My betting behavior w.r.t. the next coinflip is indeed the same for the two coins. My probability distributions over longer sequences of coinflips are different between the two coins. For example, P(10th flip is heads | first 9 are heads) is 1⁄2 for the first coin and close to 1 for the second coin. You can describe it as uncertainty over a hidden parameter, but you can make the same decisions without it, using only probabilities over sequences. The kind of meta-uncertainty you seem to want, that gets you out of uncomfortable bets, doesn’t exist for Bayesians.
You are just rearranging the problem without solving it. Can my utility function include risk aversion? If it can, we’re back to the square one: a risk-averse Bayesian rational agent.
And that’s even besides the observation that being Bayesian and being committed to expected utility maximization are orthogonal things.
The kind of meta-uncertainty you seem to want, that gets you out of uncomfortable bets, doesn’t exist for Bayesians.
I have no need for something that can get me out of uncomfortable bets since I’m perfectly fine with not betting at all. What I want is a representation for probability that is more rich than a simple scalar.
In my hypothetical the two 50% probabilites are different. I want to express the difference between them. There are no sequences involved.

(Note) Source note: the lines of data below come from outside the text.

// Copyright 2025 Crrow
//
// Licensed under the Apache License, Version 2.0 (the "License");
// you may not use this file except in compliance with the License.
// You may obtain a copy of the License at
//
//      http://www.apache.org/licenses/LICENSE-2.0
//
// Unless required by applicable law or agreed to in writing, software
// distributed under the License is distributed on an "AS IS" BASIS,
// WITHOUT WARRANTIES OR CONDITIONS OF ANY KIND, either express or implied.
// See the License for the specific language governing permissions and
// limitations under the License.

//! Crash recovery of incomplete transactions.
//!
//! Runs inside the manager's `start()` before any transactional client is
//! admitted. For every transaction the journal holds without a terminal
//! marker:
//! 1. An `ADD` and a `REMOVE` of the same record on the same queue cancel out
//! 2. Remaining `ADD`s are undone by removing that record, if it was applied
//! 3. Remaining `REMOVE`s are restored by appending the item at the tail
//!
//! Restored items therefore come back as the logically last items of their
//! queue. Prepared XA branches are the exception: they stay applied and are
//! handed back to the coordinator as in-doubt.

mod local;
mod xa;

use std::sync::Arc;

use bytes::Bytes;
use tracing::{debug, warn};

pub use self::{
    local::LocalTxQueueTransactionRecoverer,
    xa::{XaRecovery, XaTransactionRecoverer},
};
use crate::{
    QueueItem, QueueStore, Result,
    codec::SharedCodec,
    journal::{JournalOp, OpenTransaction, TransactionId},
};

/// The subset of queue operations recovery needs.
pub trait RecoverableQueueStore<T>: Send + Sync {
    fn name(&self) -> &str;

    /// Appends at the tail regardless of capacity.
    fn put_now(&self, item: T) -> Result<()>;

    /// Removes the record with the given id, if present.
    fn remove_id(&self, id: u64) -> Result<bool>;
}

impl<T: QueueItem> RecoverableQueueStore<T> for QueueStore<T> {
    fn name(&self) -> &str { Self::name(self) }

    fn put_now(&self, item: T) -> Result<()> { Self::put_now(self, item) }

    fn remove_id(&self, id: u64) -> Result<bool> { Self::remove_id(self, id) }
}

/// Looks queues up by name, opening them when needed.
pub trait QueueProvider<T: QueueItem>: Send + Sync {
    fn get_queue(&self, name: &str) -> Result<Arc<QueueStore<T>>>;

    fn get_recoverable_queue(&self, name: &str) -> Result<Arc<dyn RecoverableQueueStore<T>>> {
        let queue: Arc<dyn RecoverableQueueStore<T>> = self.get_queue(name)?;
        Ok(queue)
    }

    /// Disposes the named queue and forgets it.
    fn dispose_queue(&self, name: &str) -> Result<()>;

    /// Bumped every time the provider stops. Transactions begun in an
    /// earlier generation belong to recovery.
    fn generation(&self) -> u64 { 0 }
}

/// What a recovery pass did.
#[derive(Debug, Clone, Copy, Default, PartialEq, Eq)]
pub struct RecoverySummary {
    /// Incomplete transactions found in the journal.
    pub transactions: usize,
    /// Items appended back after an unfinished poll.
    pub restored:     usize,
    /// Items taken out after an unfinished offer.
    pub removed:      usize,
    /// `ADD`/`REMOVE` pairs that cancelled out.
    pub cancelled:    usize,
    /// Prepared XA branches left in doubt.
    pub in_doubt:     usize,
}

/// Reverts the applied effects of one open transaction.
pub(crate) fn undo_transaction<K: TransactionId, T: QueueItem>(
    provider: &dyn QueueProvider<T>,
    codec: &SharedCodec<T>,
    open: &OpenTransaction<K>,
    summary: &mut RecoverySummary,
) -> Result<()> {
    let mut adds: Vec<Option<(&str, u64)>> = Vec::new();
    let mut removes: Vec<(&str, u64, &Bytes)> = Vec::new();
    for entry in &open.entries {
        match &entry.op {
            JournalOp::Add { queue, id, .. } => adds.push(Some((queue.as_str(), *id))),
            JournalOp::Remove { queue, id, item } => removes.push((queue.as_str(), *id, item)),
            JournalOp::Prepare | JournalOp::Commit | JournalOp::Rollback => {}
        }
    }

    let mut restores = Vec::with_capacity(removes.len());
    for (queue, id, payload) in removes {
        match adds.iter_mut().find(|add| **add == Some((queue, id))) {
            Some(add) => {
                *add = None;
                summary.cancelled += 1;
            }
            None => restores.push((queue, payload)),
        }
    }

    for (queue, id) in adds.into_iter().rev().flatten() {
        if provider.get_recoverable_queue(queue)?.remove_id(id)? {
            summary.removed += 1;
        } else {
            warn!(tx = %open.tx, queue, id, "Journaled add was never applied or is already gone");
        }
    }
    for (queue, payload) in restores {
        let item = codec.decode(payload)?;
        provider.get_recoverable_queue(queue)?.put_now(item)?;
        summary.restored += 1;
    }

    debug!(tx = %open.tx, entries = open.entries.len(), "Undid incomplete transaction");
    Ok(())
}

That would be missing the point. The vNM theorem says that if you have preferences over “lotteries” (probability distributions over outcomes; like, 20% chance of winning $5 and 80% chance of winning $10) that satisfy the axioms, then your decisionmaking can be represented as maximizing expected utility for some utility function over outcomes. The concept of “risk aversion” is about how you react to uncertainty (how you decide between lotteries) and is embodied in the utility function; it doesn’t apply to outcomes known with certainty. (How risk-averse are you about winning $5?)
In my hypothetical the two 50% probabilites are different. I want to express the difference between them. There are no sequences involved.

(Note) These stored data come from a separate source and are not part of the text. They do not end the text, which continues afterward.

#[cfg(test)]
mod tests {
    use std::fs;

    use tempfile::TempDir;

    use super::*;

    struct TestFixture {
        _temp_dir: TempDir,
        path:      PathBuf,
    }

    impl TestFixture {
        fn new() -> Self {
            let temp_dir = TempDir::new().unwrap();
            let path = temp_dir.path().join("queue-file-1");
            Self {
                _temp_dir: temp_dir,
                path,
            }
        }

        fn open(&self) -> RecordFile { RecordFile::open(&self.path, FlushMode::Sync).unwrap() }

        fn raw(&self) -> Vec<u8> { fs::read(&self.path).unwrap() }

        fn write_raw(&self, raw: &[u8]) { fs::write(&self.path, raw).unwrap() }
    }

    fn frame_header(length: u64, id: u64) -> Vec<u8> {
        let mut fields = Vec::with_capacity(FRAME_HEADER_SIZE as usize);
        fields.extend_from_slice(&length.to_le_bytes());
        fields.extend_from_slice(&id.to_le_bytes());
        let crc = checksum(&fields);
        fields.extend_from_slice(&crc.to_le_bytes());
        fields
    }

    #[test]
    fn test_append_and_read() {
        let fixture = TestFixture::new();
        let mut file = fixture.open();
        assert!(file.is_exhausted());
        assert_eq!(file.length(), RECORD_HEADER_SIZE);

        file.append(0, b"first").unwrap();
        file.append(1, b"second").unwrap();
        assert_eq!(file.length(), RECORD_HEADER_SIZE + 2 * FRAME_OVERHEAD + 11);
        assert_eq!(file.unread_count(), 2);
        assert_eq!(file.next_id(), 2);

        let (record, next) = file.read_at(RECORD_HEADER_SIZE).unwrap();
        assert_eq!(record.id, 0);
        assert_eq!(&record.payload[..], b"first");
        let (record, end) = file.read_at(next).unwrap();
        assert_eq!(record.id, 1);
        assert_eq!(&record.payload[..], b"second");
        assert_eq!(end, file.write_position());
    }

    #[test]
    fn test_remove_first_moves_cursor_only() {
        let fixture = TestFixture::new();
        let mut file = fixture.open();
        file.append(0, b"a").unwrap();
        file.append(1, b"b").unwrap();
        let length = file.length();

        let record = file.remove_first().unwrap().unwrap();
        assert_eq!(record.id, 0);
        assert_eq!(&record.payload[..], b"a");
        assert_eq!(file.length(), length);
        assert_eq!(file.unread_count(), 1);

        assert!(file.advance_read_cursor().unwrap());
        assert!(file.is_exhausted());
        assert!(!file.advance_read_cursor().unwrap());
        assert!(file.remove_first().unwrap().is_none());
    }

    #[test]
    fn test_cursor_and_ids_survive_reopen() {
        let fixture = TestFixture::new();
        {
            let mut file = fixture.open();
            for (id, payload) in [(4, b"a"), (9, b"b"), (5, b"c")] {
                file.append(id, payload).unwrap();
            }
            file.remove_first().unwrap();
        }

        let file = fixture.open();
        assert_eq!(file.unread_count(), 2);
        assert_eq!(file.next_id(), 10);
        let head = file.peek_first().unwrap().unwrap();
        assert_eq!(head.id, 9);
        assert_eq!(&head.payload[..], b"b");
    }

    #[test]
    fn test_id_floor_survives_reopen() {
        let fixture = TestFixture::new();
        RecordFile::create(&fixture.path, FlushMode::Sync, 42).unwrap();
        let file = fixture.open();
        assert!(file.is_exhausted());
        assert_eq!(file.next_id(), 42);
    }

    #[test]
    fn test_torn_trailing_frame_is_truncated() {
        let fixture = TestFixture::new();
        let valid_len = {
            let mut file = fixture.open();
            file.append(0, b"intact").unwrap();
            file.length()
        };

        // A verified header promising more bytes than were written.
        let mut raw = fixture.raw();
        raw.extend_from_slice(&frame_header(100, 1));
        raw.extend_from_slice(b"part");
        fixture.write_raw(&raw);

        let file = fixture.open();
        assert_eq!(file.unread_count(), 1);
        assert_eq!(file.length(), valid_len);
        assert_eq!(fs::metadata(&fixture.path).unwrap().len(), valid_len);
    }

    #[test]
    fn test_torn_length_prefix_is_truncated() {
        let fixture = TestFixture::new();
        {
            let mut file = fixture.open();
            file.append(0, b"x").unwrap();
        }
        let mut raw = fixture.raw();
        raw.extend_from_slice(&[1, 2, 3]);
        fixture.write_raw(&raw);

        let file = fixture.open();
        assert_eq!(file.unread_count(), 1);
    }

    #[test]
    fn test_zeroed_tail_is_truncated() {
        let fixture = TestFixture::new();
        let valid_len = {
            let mut file = fixture.open();
            file.append(0, b"x").unwrap();
            file.length()
        };
        let mut raw = fixture.raw();
        raw.extend_from_slice(&[0u8; 64]);
        fixture.write_raw(&raw);

        let file = fixture.open();
        assert_eq!(file.unread_count(), 1);
        assert_eq!(file.length(), valid_len);
    }

    #[test]
    fn test_damaged_length_before_tail_is_corrupt() {
        let fixture = TestFixture::new();
        {
            let mut file = fixture.open();
            file.append(0, b"first").unwrap();
            file.append(1, b"second").unwrap();
        }
        // Grow the first frame's length past EOF; the header checksum no
        // longer matches and intact data follows.
        let mut raw = fixture.raw();
        let at = RECORD_HEADER_SIZE as usize;
        raw[at..at + 8].copy_from_slice(&10_000u64.to_le_bytes());
        fixture.write_raw(&raw);

        let err = RecordFile::open(&fixture.path, FlushMode::Sync).unwrap_err();
        assert!(matches!(err, crate::QueueError::CorruptFrame { .. }));
        assert_eq!(fixture.raw().len(), raw.len());
    }

    #[test]
    fn test_damaged_payload_before_tail_is_corrupt() {
        let fixture = TestFixture::new();
        {
            let mut file = fixture.open();
            file.append(0, b"first").unwrap();
            file.append(1, b"second").unwrap();
        }
        let mut raw = fixture.raw();
        raw[(RECORD_HEADER_SIZE + FRAME_HEADER_SIZE) as usize] ^= 0xff;
        fixture.write_raw(&raw);

        let err = RecordFile::open(&fixture.path, FlushMode::Sync).unwrap_err();
        assert!(matches!(err, crate::QueueError::CorruptFrame { .. }));
    }

    #[test]
    fn test_damaged_last_payload_is_truncated() {
        let fixture = TestFixture::new();
        let first_end = {
            let mut file = fixture.open();
            file.append(0, b"first").unwrap();
            let first_end = file.length();
            file.append(1, b"second").unwrap();
            first_end
        };
        let mut raw = fixture.raw();
        let last = raw.len() - 1;
        raw[last] ^= 0xff;
        fixture.write_raw(&raw);

        let file = fixture.open();
        assert_eq!(file.unread_count(), 1);
        assert_eq!(file.length(), first_end);
    }

    #[test]
    fn test_torn_header_reinitializes() {
        let fixture = TestFixture::new();
        fixture.write_raw(&[1, 2, 3]);
        let file = fixture.open();
        assert!(file.is_exhausted());
        assert_eq!(file.length(), RECORD_HEADER_SIZE);
    }

    #[test]
    fn test_misaligned_cursor_is_corrupt() {
        let fixture = TestFixture::new();
        {
            let mut file = fixture.open();
            file.append(0, b"abcdef").unwrap();
        }
        let mut raw = fixture.raw();
        raw[..8].copy_from_slice(&(RECORD_HEADER_SIZE + 3).to_le_bytes());
        fixture.write_raw(&raw);

        let err = RecordFile::open(&fixture.path, FlushMode::Sync).unwrap_err();
        assert!(matches!(err, crate::QueueError::CorruptFrame { .. }));
    }

    #[test]
    fn test_read_beyond_written_region_is_corrupt() {
        let fixture = TestFixture::new();
        let mut file = fixture.open();
        file.append(0, b"abc").unwrap();
        let err = file.read_at(file.write_position()).unwrap_err();
        assert!(matches!(err, crate::QueueError::CorruptFrame { .. }));
    }

    #[test]
    fn test_unread_records_iterates_in_order() {
        let fixture = TestFixture::new();
        let mut file = fixture.open();
        for i in 0..5u8 {
            file.append(u64::from(i), &[i]).unwrap();
        }
        file.remove_first().unwrap();

        let payloads: Vec<u8> = file
            .unread_records()
            .map(|r| r.unwrap().payload[0])
            .collect();
        assert_eq!(payloads, vec![1, 2, 3, 4]);
    }

    #[test]
    fn test_dispose_deletes_file() {
        let fixture = TestFixture::new();
        let file = fixture.open();
        file.dispose().unwrap();
        assert!(!fixture.path.exists());
    }
}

Obviously you’re allowed to have different beliefs about Coin 1 and Coin 2, which could be expressed in many ways. But your different beliefs about the coins don’t need to show up in your probability for a single coinflip. The reason for mentioning sequences of flips, is because that’s when your beliefs about Coin 1 vs. Coin 2 would start making different predictions.
Would it? My interest is in constructing a framework which provides useful, insightful, and reasonably accurate models for actual human decision-making. The vNM theorem is quite useless in this respect—I don’t know what my (or other people’s) utility function is, I cannot calculate or even estimate it, a great deal of important choices can be expressed as a set of lotteries only in very awkward ways, etc. And this is even besides the fact that empirical human preferences tend to not be coherent and they change with time.
Risk aversion is an easily observable fact. Every day in financial markets people pay very large amounts of money in order to reduce their risk (for the same expected return). If you think they are all wrong, by all means, go and become rich off these misguided fools.
But your different beliefs about the coins don’t need to show up in your probability for a single coinflip.
Why not? As I said, I want a richer way to talk about probabilities, more complex than taking them as simple scalars. Do you think it’s a bad idea? Does St.Bayes frown upon it?
As I said, I want a richer way to talk about probabilities, more complex than taking them as simple scalars. Do you think it’s a bad idea?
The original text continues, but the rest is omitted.